The themes from Table  1 were mapped to the nodes in the decision-making model based on close alignment with participant responses (see Fig.  3 ). This mapping is further explained below, where the nodes in the model are described in parentheses.

Value of additional information for decision-making : participants stressed the importance of understanding not only the data going into the prediction model, but also how that data changed over time as trends, and the data that were not included in the model. (Current patient data, changes to patient status/data)

Format, frequency, and relevance of outputs : participants suggested a change in patient data should not always lead to an alert.

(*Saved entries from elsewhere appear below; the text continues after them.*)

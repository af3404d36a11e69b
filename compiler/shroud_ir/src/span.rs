//! Source location spans.

use std::fmt;

/// Error when creating a span from a range that exceeds `u32::MAX`.
#[derive(Debug, Clone, PartialEq, Eq)]
pub enum SpanError {
    /// Span start position exceeds `u32::MAX`.
    StartTooLarge(usize),
    /// Span end position exceeds `u32::MAX`.
    EndTooLarge(usize),
}

impl fmt::Display for SpanError {
    fn fmt(&self, f: &mut fmt::Formatter<'_>) -> fmt::Result {
        match self {
            SpanError::StartTooLarge(v) => {
                write!(f, "span start {v} (0x{v:X}) exceeds u32::MAX")
            }
            SpanError::EndTooLarge(v) => write!(f, "span end {v} (0x{v:X}) exceeds u32::MAX"),
        }
    }
}

impl std::error::Error for SpanError {}

/// Byte range into the source text, end exclusive.
///
/// Layout: 8 bytes total.
#[derive(Copy, Clone, Eq, PartialEq, Hash, Default)]
#[repr(C)]
pub struct Span {
    pub start: u32,
    pub end: u32,
}

impl Span {
    /// Span for synthesized nodes (header statements, reflective calls).
    pub const DUMMY: Span = Span { start: 0, end: 0 };

    #[inline]
    pub const fn new(start: u32, end: u32) -> Self {
        Span { start, end }
    }

    /// Try to create a span from a byte range.
    #[inline]
    pub fn try_from_range(range: std::ops::Range<usize>) -> Result<Self, SpanError> {
        let start =
            u32::try_from(range.start).map_err(|_| SpanError::StartTooLarge(range.start))?;
        let end = u32::try_from(range.end).map_err(|_| SpanError::EndTooLarge(range.end))?;
        Ok(Span { start, end })
    }

    #[inline]
    pub const fn len(&self) -> u32 {
        self.end - self.start
    }

    #[inline]
    pub const fn is_empty(&self) -> bool {
        self.start == self.end
    }

    /// Merge two spans to create one covering both.
    #[inline]
    #[must_use]
    pub fn merge(self, other: Span) -> Span {
        Span {
            start: self.start.min(other.start),
            end: self.end.max(other.end),
        }
    }

    /// Create a point span (zero-length).
    #[inline]
    pub const fn point(offset: u32) -> Span {
        Span {
            start: offset,
            end: offset,
        }
    }

    #[inline]
    pub fn to_range(&self) -> std::ops::Range<usize> {
        self.start as usize..self.end as usize
    }
}

impl fmt::Debug for Span {
    fn fmt(&self, f: &mut fmt::Formatter<'_>) -> fmt::Result {
        write!(f, "{}..{}", self.start, self.end)
    }
}

impl fmt::Display for Span {
    fn fmt(&self, f: &mut fmt::Formatter<'_>) -> fmt::Result {
        write!(f, "{}..{}", self.start, self.end)
    }
}

#[cfg(target_pointer_width = "64")]
mod size_asserts {
    use super::Span;
    crate::static_assert_size!(Span, 8);
}
//! Property-based tests for expression parenthesization.
//!
//! Random operator trees are printed, re-parsed and compared structurally,
//! ignoring spans. A missing pair of parentheses changes the tree shape.

#![allow(clippy::unwrap_used, clippy::expect_used, reason = "Tests can panic")]

use proptest::prelude::*;
use shroud_fmt::print_expr;
use shroud_ir::{
    BigInt, BinaryOp, BoolOp, CmpOp, Constant, Expr, ExprContext, ExprKind, Span, StmtKind,
    UnaryOp,
};

fn leaf() -> impl Strategy<Value = Expr> {
    prop_oneof![
        (0u32..1000).prop_map(|n| Expr::new(
            ExprKind::Constant(Constant::Int(BigInt::from(n))),
            Span::DUMMY
        )),
        "[a-e]".prop_map(|id| Expr::new(
            ExprKind::Name {
                id,
                ctx: ExprContext::Load
            },
            Span::DUMMY
        )),
    ]
}

fn binary_op() -> impl Strategy<Value = BinaryOp> {
    prop_oneof![
        Just(BinaryOp::Add),
        Just(BinaryOp::Sub),
        Just(BinaryOp::Mul),
        Just(BinaryOp::FloorDiv),
        Just(BinaryOp::Pow),
        Just(BinaryOp::LShift),
        Just(BinaryOp::BitOr),
        Just(BinaryOp::BitXor),
        Just(BinaryOp::BitAnd),
    ]
}

fn unary_op() -> impl Strategy<Value = UnaryOp> {
    prop_oneof![
        Just(UnaryOp::Not),
        Just(UnaryOp::USub),
        Just(UnaryOp::Invert),
    ]
}

fn expr_tree() -> impl Strategy<Value = Expr> {
    leaf().prop_recursive(6, 48, 3, |inner| {
        prop_oneof![
            (inner.clone(), binary_op(), inner.clone()).prop_map(|(l, op, r)| Expr::new(
                ExprKind::BinOp {
                    left: Box::new(l),
                    op,
                    right: Box::new(r)
                },
                Span::DUMMY
            )),
            (unary_op(), inner.clone()).prop_map(|(op, operand)| Expr::new(
                ExprKind::UnaryOp {
                    op,
                    operand: Box::new(operand)
                },
                Span::DUMMY
            )),
            (inner.clone(), inner.clone()).prop_map(|(a, b)| Expr::new(
                ExprKind::BoolOp {
                    op: BoolOp::And,
                    values: vec![a, b]
                },
                Span::DUMMY
            )),
            (inner.clone(), inner.clone()).prop_map(|(a, b)| Expr::new(
                ExprKind::BoolOp {
                    op: BoolOp::Or,
                    values: vec![a, b]
                },
                Span::DUMMY
            )),
            (inner.clone(), inner.clone()).prop_map(|(a, b)| Expr::new(
                ExprKind::Compare {
                    left: Box::new(a),
                    ops: vec![CmpOp::Lt],
                    comparators: vec![b]
                },
                Span::DUMMY
            )),
            (inner.clone(), inner.clone(), inner).prop_map(|(t, b, o)| Expr::new(
                ExprKind::IfExp {
                    test: Box::new(t),
                    body: Box::new(b),
                    orelse: Box::new(o)
                },
                Span::DUMMY
            )),
        ]
    })
}

/// Span-free rendering of the tree shape.
fn shape(expr: &Expr) -> String {
    match &expr.kind {
        ExprKind::Constant(Constant::Int(n)) => n.to_string(),
        ExprKind::Name { id, .. } => id.clone(),
        ExprKind::BinOp { left, op, right } => {
            format!("({} {} {})", op.as_symbol(), shape(left), shape(right))
        }
        ExprKind::UnaryOp { op, operand } => format!("({}{})", op.as_symbol(), shape(operand)),
        ExprKind::BoolOp { op, values } => {
            let values: Vec<String> = values.iter().map(shape).collect();
            format!("({} {})", op.as_symbol(), values.join(" "))
        }
        ExprKind::Compare {
            left,
            ops,
            comparators,
        } => {
            let mut out = format!("(cmp {}", shape(left));
            for (op, right) in ops.iter().zip(comparators) {
                out.push_str(&format!(" {} {}", op.as_symbol(), shape(right)));
            }
            out.push(')');
            out
        }
        ExprKind::IfExp { test, body, orelse } => {
            format!("(if {} {} {})", shape(test), shape(body), shape(orelse))
        }
        other => panic!("unexpected node {other:?}"),
    }
}

fn reparse(text: &str) -> Expr {
    let module = shroud_parse::parse(&format!("{text}\n")).unwrap();
    match module.body.into_iter().next().map(|s| s.kind) {
        Some(StmtKind::Expr(expr)) => expr,
        other => panic!("expected expression statement, got {other:?}"),
    }
}

proptest! {
    #![proptest_config(ProptestConfig::with_cases(256))]

    #[test]
    fn printed_expression_reparses_to_same_shape(expr in expr_tree()) {
        let text = print_expr(&expr);
        let back = reparse(&text);
        prop_assert_eq!(shape(&expr), shape(&back), "printed as {}", text);
    }
}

Doctors, but not necessarily nurses, proposed outputs displayed as probabilities rather than scores, tying model predictions to potential diagnoses or prognoses. (Changes to patient status/data, hypothesis generation)

Using models to validate but not supersede clinical intuition : Depending on the exact timing of model outputs within the pathway of patient assessment, participants found predictions could either augment or hinder the hypothesis generation process. (Hypothesis generation)

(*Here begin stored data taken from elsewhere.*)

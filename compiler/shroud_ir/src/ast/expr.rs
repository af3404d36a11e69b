//! Expression nodes.

use num_bigint::BigInt;

use super::operators::{BinaryOp, BoolOp, CmpOp, UnaryOp};
use super::stmt::Arguments;
use crate::Span;

/// Whether a name, attribute or subscript is read, written or deleted.
#[derive(Copy, Clone, Eq, PartialEq, Hash, Debug, Default)]
pub enum ExprContext {
    #[default]
    Load,
    Store,
    Del,
}

/// Expression node.
#[derive(Clone, PartialEq, Debug)]
pub struct Expr {
    pub kind: ExprKind,
    pub span: Span,
}

impl Expr {
    #[inline]
    pub fn new(kind: ExprKind, span: Span) -> Self {
        Expr { kind, span }
    }

    /// Synthesized expression printed verbatim.
    pub fn raw(text: impl Into<String>) -> Self {
        Expr::new(ExprKind::Raw(text.into()), Span::DUMMY)
    }

    /// Synthesized load of a bare identifier.
    pub fn name(id: impl Into<String>) -> Self {
        Expr::new(
            ExprKind::Name {
                id: id.into(),
                ctx: ExprContext::Load,
            },
            Span::DUMMY,
        )
    }

    /// Identifier text if this is a bare `Name`.
    pub fn as_name(&self) -> Option<&str> {
        match &self.kind {
            ExprKind::Name { id, .. } => Some(id),
            _ => None,
        }
    }
}

/// Expression variants.
#[derive(Clone, PartialEq, Debug)]
pub enum ExprKind {
    /// `a and b and c`
    BoolOp { op: BoolOp, values: Vec<Expr> },
    /// `target := value`
    NamedExpr {
        target: Box<Expr>,
        value: Box<Expr>,
    },
    BinOp {
        left: Box<Expr>,
        op: BinaryOp,
        right: Box<Expr>,
    },
    UnaryOp { op: UnaryOp, operand: Box<Expr> },
    Lambda {
        args: Box<Arguments>,
        body: Box<Expr>,
    },
    /// `body if test else orelse`
    IfExp {
        test: Box<Expr>,
        body: Box<Expr>,
        orelse: Box<Expr>,
    },
    /// `None` keys mark `**mapping` unpacking.
    Dict {
        keys: Vec<Option<Expr>>,
        values: Vec<Expr>,
    },
    Set(Vec<Expr>),
    ListComp {
        elt: Box<Expr>,
        generators: Vec<Comprehension>,
    },
    SetComp {
        elt: Box<Expr>,
        generators: Vec<Comprehension>,
    },
    DictComp {
        key: Box<Expr>,
        value: Box<Expr>,
        generators: Vec<Comprehension>,
    },
    GeneratorExp {
        elt: Box<Expr>,
        generators: Vec<Comprehension>,
    },
    Await(Box<Expr>),
    Yield(Option<Box<Expr>>),
    YieldFrom(Box<Expr>),
    Compare {
        left: Box<Expr>,
        ops: Vec<CmpOp>,
        comparators: Vec<Expr>,
    },
    Call {
        func: Box<Expr>,
        args: Vec<Expr>,
        keywords: Vec<Keyword>,
    },
    /// Interpolated string literal.
    FString(Vec<FStringPart>),
    Constant(Constant),
    Attribute {
        value: Box<Expr>,
        attr: String,
        ctx: ExprContext,
    },
    Subscript {
        value: Box<Expr>,
        slice: Box<Expr>,
        ctx: ExprContext,
    },
    Starred { value: Box<Expr>, ctx: ExprContext },
    Name { id: String, ctx: ExprContext },
    List { elts: Vec<Expr>, ctx: ExprContext },
    Tuple { elts: Vec<Expr>, ctx: ExprContext },
    Slice {
        lower: Option<Box<Expr>>,
        upper: Option<Box<Expr>>,
        step: Option<Box<Expr>>,
    },
    /// Synthesized expression text, printed without quoting or escaping.
    Raw(String),
}

/// Literal constants.
#[derive(Clone, PartialEq, Debug)]
pub enum Constant {
    None,
    Bool(bool),
    Str(String),
    Bytes(Vec<u8>),
    Int(BigInt),
    Float(f64),
    /// Imaginary literal `3j`; holds the imaginary part.
    Imaginary(f64),
    Ellipsis,
}

/// One `for ... in ... if ...` clause of a comprehension.
#[derive(Clone, PartialEq, Debug)]
pub struct Comprehension {
    pub target: Expr,
    pub iter: Expr,
    pub ifs: Vec<Expr>,
    pub is_async: bool,
}

/// `name=value` or `**value` (when `arg` is `None`) in a call.
#[derive(Clone, PartialEq, Debug)]
pub struct Keyword {
    pub arg: Option<String>,
    pub value: Expr,
    pub span: Span,
}

/// Segment of an interpolated string.
#[derive(Clone, PartialEq, Debug)]
pub enum FStringPart {
    /// Literal text, already unescaped.
    Literal(String),
    Slot(InterpolationSlot),
}

/// `{value!conversion:format_spec}` inside an interpolated string.
#[derive(Clone, PartialEq, Debug)]
pub struct InterpolationSlot {
    pub value: Box<Expr>,
    pub conversion: Option<Conversion>,
    pub format_spec: Vec<FStringPart>,
}

/// `!s`, `!r`, `!a`.
#[derive(Copy, Clone, Eq, PartialEq, Hash, Debug)]
pub enum Conversion {
    Str,
    Repr,
    Ascii,
}

impl Conversion {
    pub const fn as_char(self) -> char {
        match self {
            Self::Str => 's',
            Self::Repr => 'r',
            Self::Ascii => 'a',
        }
    }
}
//! Shroud IR - syntax tree types for Python source
//!
//! This crate contains the data structures shared by every stage of the
//! obfuscator:
//! - Spans and line/column lookup for diagnostics
//! - The syntax tree (`Module`, `Stmt`, `Expr`, parameters, keywords, imports)
//! - Tokens shared by the lexer and parser
//! - A read-only `Visitor` for whole-tree scans
//! - Reserved-word and built-in name tables of the target runtime
//!
//! # Design Philosophy
//!
//! - **Closed variants**: every construct is a variant of `StmtKind` or
//!   `ExprKind`; passes match exhaustively.
//! - **Replace, don't retag**: rewriting a node means building a new `Expr`
//!   or `Stmt` value and assigning it over the old one.
//! - **Raw leaf**: `ExprKind::Raw` holds synthesized expression text that the
//!   printer emits verbatim.

/// Compile-time assertion that a type has a specific size.
#[macro_export]
macro_rules! static_assert_size {
    ($ty:ty, $size:expr) => {
        const _: [(); $size] = [(); ::std::mem::size_of::<$ty>()];
    };
}

pub mod ast;
pub mod builtins;
mod line_index;
mod span;
pub mod token;
pub mod visitor;

pub use ast::{
    Alias, Arguments, BinaryOp, BoolOp, ClassDef, CmpOp, Comprehension, Constant, Conversion,
    ExceptHandler, Expr, ExprContext, ExprKind, FStringPart, FunctionDef, InterpolationSlot,
    Keyword, MatchCase, Module, Parameter, Pattern, PatternKind, Stmt, StmtKind, UnaryOp,
    WithItem,
};
pub use line_index::LineIndex;
pub use num_bigint::{BigInt, Sign};
pub use span::{Span, SpanError};
pub use token::{FStringSegment, FStringSlot, Token, TokenKind, TokenList};
pub use visitor::Visitor;
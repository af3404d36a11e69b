//! Syntax tree types.
//!
//! # Module Structure
//!
//! - `expr`: expressions, constants, comprehensions, keywords, f-string parts
//! - `stmt`: statements, definitions, parameters, imports
//! - `pattern`: `match` cases and their patterns
//! - `operators`: boolean, binary, unary and comparison operators

mod expr;
mod operators;
mod pattern;
mod stmt;

pub use expr::{
    Comprehension, Constant, Conversion, Expr, ExprContext, ExprKind, FStringPart,
    InterpolationSlot, Keyword,
};
pub use operators::{BinaryOp, BoolOp, CmpOp, UnaryOp};
pub use pattern::{MatchCase, Pattern, PatternKind};
pub use stmt::{
    Alias, Arguments, ClassDef, ExceptHandler, FunctionDef, Module, Parameter, Stmt, StmtKind,
    WithItem,
};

Measuring risks objectively : Risk scores can assist with triaging or prioritising patients by urgency or prognostic risk, thereby potentially leading to early intervention to identify and/or prevent adverse events. (Clinician concerns, hypothesis generation)

Supporting critical thinking and reducing over-protocolised care : by acting as triggers for further assessment, participants suggested prediction models can support or discount diagnostic hypotheses, lead to root-cause identification, and facilitate interim cares, for example by ensuring good fit of nasal prongs. (Provision of interim care, hypothesis generation, hypothesis-driven assessment)

Model transparency and interactivity : understanding how prediction models worked, being able to modify or add necessary context to model predictions, and understanding the relative contribution of different predictors could better assist the generation and selection of different hypotheses that may explain a given risk score. (Hypothesis generation, recognition of clinical pattern and hypothesis selection)

figure 3

Mapping of the perceived relationships between higher-order themes and nodes in the decision-making model shown in Fig.  2

Recommendations for improving the design of prediction models

Based on the mapping of themes to the decision-making model, we formulated four recommendations for enhancing the development and deployment of prediction models for clinical deterioration.

Improve accessibility and transparency of data included in the model. Provide an interface that allows end-users to see what predictor variables are included in the model, their relative contributions to model outputs, and facilitate easy access to data not included in the model but still relevant for model-informed decisions, e.g., trends of predictor variables over time.

Present model outputs that are relevant to the end-user receiving those outputs, their responsibilities, and the tasks they may be obliged to perform, while preserving the ability of clinicians to apply their own discretionary judgement.

In situations associated with diagnostic uncertainty, avoid tunnel vision from priming clinicians with possible diagnostic explanations based on model outputs, prior to more detailed clinical assessment of the patient.

Support critical thinking whereby clinicians can apply a more holistic view of the patient’s condition, take all relevant contextual factors into account, and be more thoughtful in generating and selecting causal hypotheses.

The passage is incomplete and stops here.